When I read about people promoting their most recent releases, it’s very common for folks to say that they’re most proud of the most recent release, that they think it’s their best. Would you say that about Southeastern?


Yeah, I think that it’s better in some ways than any project I’ve done. When I wrote those first songs for the Truckers, songs like “Outfit” and “Decoration Day,” those were strong songs, very strong songs. But had I been in the position of writing an entire album at that point in time, I don’t think the whole album would have been of that kind of quality. At that point in time, I was able to come out with like two or four songs for a record, but I don’t think I was able to write a whole album of that kind of material. Like the first solo album. I think there are some really strong songs on it, but I think over time I’ve been weeding out that filler. And the songs that I acknowledge as filler on those albums are getting fewer and farther between. I feel like this album, as a whole, is consistent. Hopefully, eventually, I’ll have a large catalog of albums that read like albums, as a whole project, rather than two or three great songs and then some other ones that aren’t.


Moving away from the album a little bit to some more general topics, you maintain a really interesting, really entertaining Twitter presence.

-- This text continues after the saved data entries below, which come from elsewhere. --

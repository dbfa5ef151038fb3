//! S3-compatible storage client.

use std::path::Path;

use aws_config::BehaviorVersion;
use aws_credential_types::Credentials;
use aws_sdk_s3::config::{Builder, Region};
use aws_sdk_s3::primitives::ByteStream;
use aws_sdk_s3::Client;
use tokio::io::AsyncWriteExt;
use tracing::{debug, info};

use crate::error::{StorageError, StorageResult};

/// Configuration for the S3-compatible endpoint.
#[derive(Debug, Clone)]
pub struct StorageConfig {
    /// S3 API endpoint URL
    pub endpoint_url: String,
    pub access_key_id: String,
    pub secret_access_key: String,
    pub bucket_name: String,
    /// Usually "auto" for R2-style endpoints
    pub region: String,
}

impl StorageConfig {
    /// Create config from environment variables.
    pub fn from_env() -> StorageResult<Self> {
        Ok(Self {
            endpoint_url: std::env::var("S3_ENDPOINT_URL")
                .map_err(|_| StorageError::config("S3_ENDPOINT_URL not set"))?,
            access_key_id: std::env::var("S3_ACCESS_KEY_ID")
                .map_err(|_| StorageError::config("S3_ACCESS_KEY_ID not set"))?,
            secret_access_key: std::env::var("S3_SECRET_ACCESS_KEY")
                .map_err(|_| StorageError::config("S3_SECRET_ACCESS_KEY not set"))?,
            bucket_name: std::env::var("S3_BUCKET_NAME")
                .map_err(|_| StorageError::config("S3_BUCKET_NAME not set"))?,
            region: std::env::var("S3_REGION").unwrap_or_else(|_| "auto".to_string()),
        })
    }
}

/// Object storage client for source videos, clips and thumbnails.
#[derive(Clone)]
pub struct StorageClient {
    client: Client,
    bucket: String,
}

impl StorageClient {
    pub fn new(config: StorageConfig) -> Self {
        let credentials = Credentials::new(
            &config.access_key_id,
            &config.secret_access_key,
            None,
            None,
            "klipmaker",
        );

        let sdk_config = Builder::new()
            .behavior_version(BehaviorVersion::latest())
            .endpoint_url(&config.endpoint_url)
            .region(Region::new(config.region))
            .credentials_provider(credentials)
            .force_path_style(true)
            .build();

        Self {
            client: Client::from_conf(sdk_config),
            bucket: config.bucket_name,
        }
    }

    /// Create from environment variables.
    pub fn from_env() -> StorageResult<Self> {
        Ok(Self::new(StorageConfig::from_env()?))
    }

    /// Upload a local file.
    pub async fn upload_file(
        &self,
        path: impl AsRef<Path>,
        key: &str,
        content_type: &str,
    ) -> StorageResult<()> {
        let path = path.as_ref();
        debug!(path = %path.display(), key, "uploading file");

        let body = ByteStream::from_path(path)
            .await
            .map_err(|e| StorageError::UploadFailed(e.to_string()))?;

        self.client
            .put_object()
            .bucket(&self.bucket)
            .key(key)
            .body(body)
            .content_type(content_type)
            .send()
            .await
            .map_err(|e| StorageError::UploadFailed(e.to_string()))?;

        info!(path = %path.display(), key, "uploaded");
        Ok(())
    }

    /// Stream an object to a local file. Never buffers the whole object.
    pub async fn download_file(&self, key: &str, path: impl AsRef<Path>) -> StorageResult<u64> {
        let path = path.as_ref();
        debug!(key, path = %path.display(), "downloading object");

        let response = self
            .client
            .get_object()
            .bucket(&self.bucket)
            .key(key)
            .send()
            .await
            .map_err(|e| {
                if e.to_string().contains("NoSuchKey") {
                    StorageError::not_found(key)
                } else {
                    StorageError::DownloadFailed(e.to_string())
                }
            })?;

        if let Some(parent) = path.parent() {
            tokio::fs::create_dir_all(parent).await?;
        }
        let mut file = tokio::fs::File::create(path).await?;

        let mut body = response.body;
        let mut written: u64 = 0;
        while let Some(chunk) = body
            .try_next()
            .await
            .map_err(|e| StorageError::DownloadFailed(e.to_string()))?
        {
            file.write_all(&chunk).await?;
            written += chunk.len() as u64;
        }
        file.flush().await?;

        info!(key, bytes = written, "downloaded");
        Ok(written)
    }

    /// Check if an object exists.
    pub async fn exists(&self, key: &str) -> StorageResult<bool> {
        match self
            .client
            .head_object()
            .bucket(&self.bucket)
            .key(key)
            .send()
            .await
        {
            Ok(_) => Ok(true),
            Err(e) => {
                let message = e.to_string();
                if message.contains("NotFound") || message.contains("NoSuchKey") {
                    Ok(false)
                } else {
                    Err(StorageError::Sdk(message))
                }
            }
        }
    }

    /// Delete an object. Deleting a missing key is not an error.
    pub async fn delete_object(&self, key: &str) -> StorageResult<()> {
        debug!(key, "deleting object");

        self.client
            .delete_object()
            .bucket(&self.bucket)
            .key(key)
            .send()
            .await
            .map_err(|e| StorageError::DeleteFailed(e.to_string()))?;

        Ok(())
    }

    /// Delete several objects in one call.
    pub async fn delete_objects(&self, keys: &[String]) -> StorageResult<u32> {
        if keys.is_empty() {
            return Ok(0);
        }

        let mut objects = Vec::with_capacity(keys.len());
        for key in keys {
            let object = aws_sdk_s3::types::ObjectIdentifier::builder()
                .key(key)
                .build()
                .map_err(|e| StorageError::DeleteFailed(e.to_string()))?;
            objects.push(object);
        }

        let delete = aws_sdk_s3::types::Delete::builder()
            .set_objects(Some(objects))
            .quiet(true)
            .build()
            .map_err(|e| StorageError::DeleteFailed(e.to_string()))?;

        self.client
            .delete_objects()
            .bucket(&self.bucket)
            .delete(delete)
            .send()
            .await
            .map_err(|e| StorageError::DeleteFailed(e.to_string()))?;

        info!(count = keys.len(), "deleted objects");
        Ok(keys.len() as u32)
    }

    /// Check connectivity with a head-bucket call.
    pub async fn check_connectivity(&self) -> StorageResult<()> {
        self.client
            .head_bucket()
            .bucket(&self.bucket)
            .send()
            .await
            .map_err(|e| StorageError::Sdk(format!("connectivity check failed: {e}")))?;
        Ok(())
    }
}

Yeah, I get a kick out of that.


I enjoy it, too. But as an audience member, somebody from outside of it, I’m struck sometimes by the feeling that maybe it’s a little voyeuristic of me, like you’re creeping around somebody’s house and looking through the windows.


Right.


As someone on the other side of it, I’d really love to hear your thoughts on the whole Twitter / social media thing and its implications for audience interaction, on the one hand, and the artist’s privacy, on the other.


Well, you know, they only get as much as you’re willing to give them. I like the fact that I can participate in a conversation as much or as little as I want to. I can say one thing and not say anything else for the rest of the night if I don’t feel like it. But it’s dangerous—especially if you’re not in the best place psychologically, you can really reveal way more than you should be revealing through that medium. It happens to a lot of people. Right now, Amanda Bynes is probably the most obvious example. Back when I was still drinking, I sat there a few nights when I got in a bad way and posted some things I wish I hadn’t. I wish there was like a breathalyzer on your iPhone and you had to blow into it before you were allowed to access it. I think somebody did an app where you had to read one of those captcha graphics before you could do it, just in case you were too drunk. If you’re spiraling out of control or having some dark times, it’s best to stay as far away from that stuff as possible, because it is so tempting to tell 30- or 40,000 people what you’re pissed off about that day, but it comes off so poorly. There’s just no context for it.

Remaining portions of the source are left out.